Education and career

He received his bachelor's degree from the University of Chicago in 1994 and graduated with a Ph.D. in Anthropology from the University of Virginia in 2002. [1]

Engelke taught at the Department of Anthropology in the London School of Economics and Political Science from 2002–2018. [1] In 2018, he left his position at the London School of Economics and became a professor at the Department of Religion at Columbia University; he is also the director of the Institute for Religion, Culture, and Public life at Columbia. [2] He has taught summer seminars at the School of Criticism and Theory at Cornell University. [3]

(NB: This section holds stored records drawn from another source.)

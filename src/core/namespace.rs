//! Namespace Resolution
//!
//! Stack-based prefix resolver used while reading XML text.

/// Well-known namespace URIs
pub mod ns {
    pub const XML: &str = "http://www.w3.org/XML/1998/namespace";
    pub const XMLNS: &str = "http://www.w3.org/2000/xmlns/";
}

#[derive(Debug, Clone)]
struct NsBinding {
    prefix: String,
    uri: String,
    depth: u16,
}

/// Prefix -> URI bindings scoped by element depth
///
/// The default namespace is the empty prefix. Binding it to the empty URI
/// (`xmlns=""`) undeclares it.
#[derive(Debug)]
pub struct NamespaceResolver {
    bindings: Vec<NsBinding>,
    depth: u16,
}

impl Default for NamespaceResolver {
    fn default() -> Self {
        Self::new()
    }
}

impl NamespaceResolver {
    /// Create a resolver with `xml` pre-bound
    pub fn new() -> Self {
        let mut bindings = Vec::with_capacity(16);
        bindings.push(NsBinding {
            prefix: "xml".to_string(),
            uri: ns::XML.to_string(),
            depth: 0,
        });
        NamespaceResolver { bindings, depth: 0 }
    }

    pub fn push_scope(&mut self) {
        self.depth += 1;
    }

    /// Leave an element scope, dropping the bindings it declared
    pub fn pop_scope(&mut self) {
        while self.bindings.last().is_some_and(|b| b.depth >= self.depth && b.depth > 0) {
            self.bindings.pop();
        }
        self.depth = self.depth.saturating_sub(1);
    }

    /// Declare a binding in the current scope; `xml` and `xmlns` cannot be rebound
    pub fn declare(&mut self, prefix: &str, uri: &str) {
        if prefix == "xml" || prefix == "xmlns" {
            return;
        }
        self.bindings.push(NsBinding {
            prefix: prefix.to_string(),
            uri: uri.to_string(),
            depth: self.depth,
        });
    }

    /// Resolve a prefix; the empty prefix resolves to "" when no default is in scope
    pub fn resolve(&self, prefix: &str) -> Option<&str> {
        match self.bindings.iter().rev().find(|b| b.prefix == prefix) {
            Some(binding) if prefix.is_empty() || !binding.uri.is_empty() => Some(&binding.uri),
            Some(_) => None,
            None if prefix.is_empty() => Some(""),
            None => None,
        }
    }

    pub fn depth(&self) -> u16 {
        self.depth
    }
}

He is the executive editor of Prickly Paradigm Press and is the Anthropology and Religion section editor for Public Books. [4] Additionally, he was the editor for the Journal of the Royal Anthropological Society from 2010–2013, [5] and previously wrote as a columnist for The Guardian . [6]

Works

Engelke is the author of three books. His first book, A Problem of Presence: Beyond Scripture in An African church, published in 2007, is a study of the Friday Masowe apostolics of Zimbabwe (founded by Johane Masowe). The text focuses on how the rejection of biblical textual authority creates a situation where certain semiotic forms of speech and song are understood by believers as 'live and direct' expressions of divine presence. [7] [8] The book was awarded the Geertz Prize in the Anthropology of Religion in 2008 [9] and the 2009 Victor Turner Prize for Ethnographic Writing. [10]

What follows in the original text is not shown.